(Stored data entries)
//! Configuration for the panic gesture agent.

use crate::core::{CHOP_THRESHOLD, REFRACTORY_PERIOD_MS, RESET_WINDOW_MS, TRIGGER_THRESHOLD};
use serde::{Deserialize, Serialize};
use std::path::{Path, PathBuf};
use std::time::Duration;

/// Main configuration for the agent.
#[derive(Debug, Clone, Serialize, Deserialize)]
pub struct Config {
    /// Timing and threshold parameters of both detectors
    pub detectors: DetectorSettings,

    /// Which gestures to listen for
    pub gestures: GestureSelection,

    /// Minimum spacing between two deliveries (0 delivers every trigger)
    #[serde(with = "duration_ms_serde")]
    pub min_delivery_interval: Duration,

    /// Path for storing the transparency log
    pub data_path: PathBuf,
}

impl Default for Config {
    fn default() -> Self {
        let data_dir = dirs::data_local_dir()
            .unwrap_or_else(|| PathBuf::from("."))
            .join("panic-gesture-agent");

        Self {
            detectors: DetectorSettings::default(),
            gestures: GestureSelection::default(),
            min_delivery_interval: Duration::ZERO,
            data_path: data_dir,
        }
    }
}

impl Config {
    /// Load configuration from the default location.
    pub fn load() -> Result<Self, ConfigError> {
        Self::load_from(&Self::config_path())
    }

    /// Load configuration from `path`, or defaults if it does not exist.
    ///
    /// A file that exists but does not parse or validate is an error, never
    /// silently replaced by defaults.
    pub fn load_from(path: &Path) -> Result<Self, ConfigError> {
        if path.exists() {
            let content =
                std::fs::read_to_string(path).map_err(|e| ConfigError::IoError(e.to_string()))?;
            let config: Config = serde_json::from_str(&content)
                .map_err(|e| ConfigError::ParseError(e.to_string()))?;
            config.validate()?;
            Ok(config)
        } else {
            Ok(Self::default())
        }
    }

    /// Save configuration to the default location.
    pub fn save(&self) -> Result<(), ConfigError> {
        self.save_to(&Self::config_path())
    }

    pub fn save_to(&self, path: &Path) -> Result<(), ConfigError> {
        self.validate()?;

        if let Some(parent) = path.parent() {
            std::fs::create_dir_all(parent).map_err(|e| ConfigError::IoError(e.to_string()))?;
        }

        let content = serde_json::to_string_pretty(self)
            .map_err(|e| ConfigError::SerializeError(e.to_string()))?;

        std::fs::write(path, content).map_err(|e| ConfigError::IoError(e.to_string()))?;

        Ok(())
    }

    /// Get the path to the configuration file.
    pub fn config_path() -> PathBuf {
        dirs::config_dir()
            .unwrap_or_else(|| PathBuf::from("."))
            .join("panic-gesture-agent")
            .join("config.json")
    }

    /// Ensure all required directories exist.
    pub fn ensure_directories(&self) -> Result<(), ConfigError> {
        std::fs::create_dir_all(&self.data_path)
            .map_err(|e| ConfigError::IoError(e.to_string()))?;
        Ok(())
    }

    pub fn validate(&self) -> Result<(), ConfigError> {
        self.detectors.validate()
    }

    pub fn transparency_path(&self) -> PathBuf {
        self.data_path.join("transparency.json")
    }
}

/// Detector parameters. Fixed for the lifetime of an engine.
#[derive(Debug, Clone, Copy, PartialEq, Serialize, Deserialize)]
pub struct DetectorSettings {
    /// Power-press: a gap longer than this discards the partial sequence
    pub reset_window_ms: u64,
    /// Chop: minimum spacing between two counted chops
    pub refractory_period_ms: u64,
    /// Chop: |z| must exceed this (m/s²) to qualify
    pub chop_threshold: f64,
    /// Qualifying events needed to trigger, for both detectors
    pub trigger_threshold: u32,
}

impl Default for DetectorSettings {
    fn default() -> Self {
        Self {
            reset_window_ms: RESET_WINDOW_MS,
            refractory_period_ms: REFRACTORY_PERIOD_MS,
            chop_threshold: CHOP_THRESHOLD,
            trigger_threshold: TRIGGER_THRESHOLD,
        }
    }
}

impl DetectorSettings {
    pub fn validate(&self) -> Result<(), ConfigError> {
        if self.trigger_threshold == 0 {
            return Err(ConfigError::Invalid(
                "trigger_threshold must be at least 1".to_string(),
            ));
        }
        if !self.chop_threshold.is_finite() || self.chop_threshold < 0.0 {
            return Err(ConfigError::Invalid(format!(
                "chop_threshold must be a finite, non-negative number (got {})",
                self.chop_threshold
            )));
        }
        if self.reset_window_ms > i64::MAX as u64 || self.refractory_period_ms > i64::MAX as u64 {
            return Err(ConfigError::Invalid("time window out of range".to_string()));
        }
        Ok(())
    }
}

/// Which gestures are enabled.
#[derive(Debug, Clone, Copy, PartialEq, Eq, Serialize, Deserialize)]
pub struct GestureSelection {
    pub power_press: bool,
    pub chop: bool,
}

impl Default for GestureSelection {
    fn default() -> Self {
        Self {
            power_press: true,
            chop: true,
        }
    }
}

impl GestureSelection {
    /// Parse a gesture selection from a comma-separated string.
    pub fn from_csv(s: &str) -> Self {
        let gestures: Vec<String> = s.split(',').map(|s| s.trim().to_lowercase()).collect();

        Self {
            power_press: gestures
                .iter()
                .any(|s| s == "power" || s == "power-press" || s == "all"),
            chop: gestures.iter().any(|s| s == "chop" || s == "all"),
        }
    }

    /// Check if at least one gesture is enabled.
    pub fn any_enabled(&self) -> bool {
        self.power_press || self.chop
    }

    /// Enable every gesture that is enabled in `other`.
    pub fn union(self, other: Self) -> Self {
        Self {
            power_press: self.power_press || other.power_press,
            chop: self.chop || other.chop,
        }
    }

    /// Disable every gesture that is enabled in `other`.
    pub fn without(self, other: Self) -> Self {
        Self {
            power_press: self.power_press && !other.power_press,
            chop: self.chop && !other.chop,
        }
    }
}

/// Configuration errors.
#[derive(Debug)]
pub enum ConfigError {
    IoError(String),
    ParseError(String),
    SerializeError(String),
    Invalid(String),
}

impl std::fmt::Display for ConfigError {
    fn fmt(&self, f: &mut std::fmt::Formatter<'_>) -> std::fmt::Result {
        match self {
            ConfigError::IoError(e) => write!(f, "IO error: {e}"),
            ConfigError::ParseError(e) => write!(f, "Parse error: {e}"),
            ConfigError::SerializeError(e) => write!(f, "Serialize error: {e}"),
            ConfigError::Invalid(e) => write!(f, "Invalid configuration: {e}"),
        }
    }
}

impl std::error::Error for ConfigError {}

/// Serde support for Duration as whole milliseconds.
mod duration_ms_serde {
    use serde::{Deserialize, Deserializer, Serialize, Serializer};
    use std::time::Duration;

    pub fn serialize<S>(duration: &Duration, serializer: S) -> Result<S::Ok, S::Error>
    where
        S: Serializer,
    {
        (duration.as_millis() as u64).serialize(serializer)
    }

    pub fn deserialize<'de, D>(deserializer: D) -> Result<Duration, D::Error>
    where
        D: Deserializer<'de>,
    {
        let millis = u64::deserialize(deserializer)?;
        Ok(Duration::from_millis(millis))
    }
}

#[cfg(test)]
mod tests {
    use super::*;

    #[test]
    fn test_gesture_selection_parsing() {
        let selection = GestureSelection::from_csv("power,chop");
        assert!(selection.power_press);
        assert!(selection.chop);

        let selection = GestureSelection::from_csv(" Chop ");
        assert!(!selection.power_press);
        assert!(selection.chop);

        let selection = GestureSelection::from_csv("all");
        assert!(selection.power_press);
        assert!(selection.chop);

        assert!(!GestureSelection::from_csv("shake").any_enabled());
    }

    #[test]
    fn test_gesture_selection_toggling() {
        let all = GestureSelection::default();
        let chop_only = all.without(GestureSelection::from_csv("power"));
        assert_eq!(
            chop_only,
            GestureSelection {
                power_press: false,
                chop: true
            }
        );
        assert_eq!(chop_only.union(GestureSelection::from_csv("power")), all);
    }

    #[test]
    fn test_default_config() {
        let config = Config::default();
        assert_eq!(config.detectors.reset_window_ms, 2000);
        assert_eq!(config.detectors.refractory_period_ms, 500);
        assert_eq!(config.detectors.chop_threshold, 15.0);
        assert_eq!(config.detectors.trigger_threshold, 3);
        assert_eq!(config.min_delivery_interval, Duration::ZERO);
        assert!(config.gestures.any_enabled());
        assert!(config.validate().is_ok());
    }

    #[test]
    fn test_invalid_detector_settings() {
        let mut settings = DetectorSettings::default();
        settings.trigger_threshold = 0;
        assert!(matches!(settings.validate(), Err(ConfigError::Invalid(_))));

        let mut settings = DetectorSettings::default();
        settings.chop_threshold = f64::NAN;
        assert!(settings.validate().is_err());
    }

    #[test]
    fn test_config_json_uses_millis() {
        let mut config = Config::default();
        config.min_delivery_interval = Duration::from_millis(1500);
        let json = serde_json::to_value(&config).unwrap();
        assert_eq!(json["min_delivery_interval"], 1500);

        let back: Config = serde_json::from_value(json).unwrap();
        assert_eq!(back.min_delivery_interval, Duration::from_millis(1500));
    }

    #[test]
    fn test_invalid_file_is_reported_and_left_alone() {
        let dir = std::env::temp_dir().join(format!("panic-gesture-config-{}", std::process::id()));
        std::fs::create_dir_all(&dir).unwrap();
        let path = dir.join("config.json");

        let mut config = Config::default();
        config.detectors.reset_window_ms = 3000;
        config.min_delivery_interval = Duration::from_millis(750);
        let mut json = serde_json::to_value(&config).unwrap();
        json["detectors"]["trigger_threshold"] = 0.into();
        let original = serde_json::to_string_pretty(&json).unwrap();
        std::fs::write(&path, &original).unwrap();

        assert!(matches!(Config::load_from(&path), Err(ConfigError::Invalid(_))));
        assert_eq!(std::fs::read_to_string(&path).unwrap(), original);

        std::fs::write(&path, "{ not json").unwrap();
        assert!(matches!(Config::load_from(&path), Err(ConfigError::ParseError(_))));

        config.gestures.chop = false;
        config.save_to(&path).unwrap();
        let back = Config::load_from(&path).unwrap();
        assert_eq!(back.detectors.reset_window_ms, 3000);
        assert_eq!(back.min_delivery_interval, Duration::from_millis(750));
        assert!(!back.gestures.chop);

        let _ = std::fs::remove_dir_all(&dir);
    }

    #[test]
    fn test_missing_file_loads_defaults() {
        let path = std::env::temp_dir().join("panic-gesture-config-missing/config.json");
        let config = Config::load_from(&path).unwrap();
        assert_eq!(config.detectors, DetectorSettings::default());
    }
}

**TASK**. Scan the records above for the word "SerializeError" and return every line where it occurs.

**TASK RESULT**.
            .map_err(|e| ConfigError::SerializeError(e.to_string()))?;
    SerializeError(String),
            ConfigError::SerializeError(e) => write!(f, "Serialize error: {e}"),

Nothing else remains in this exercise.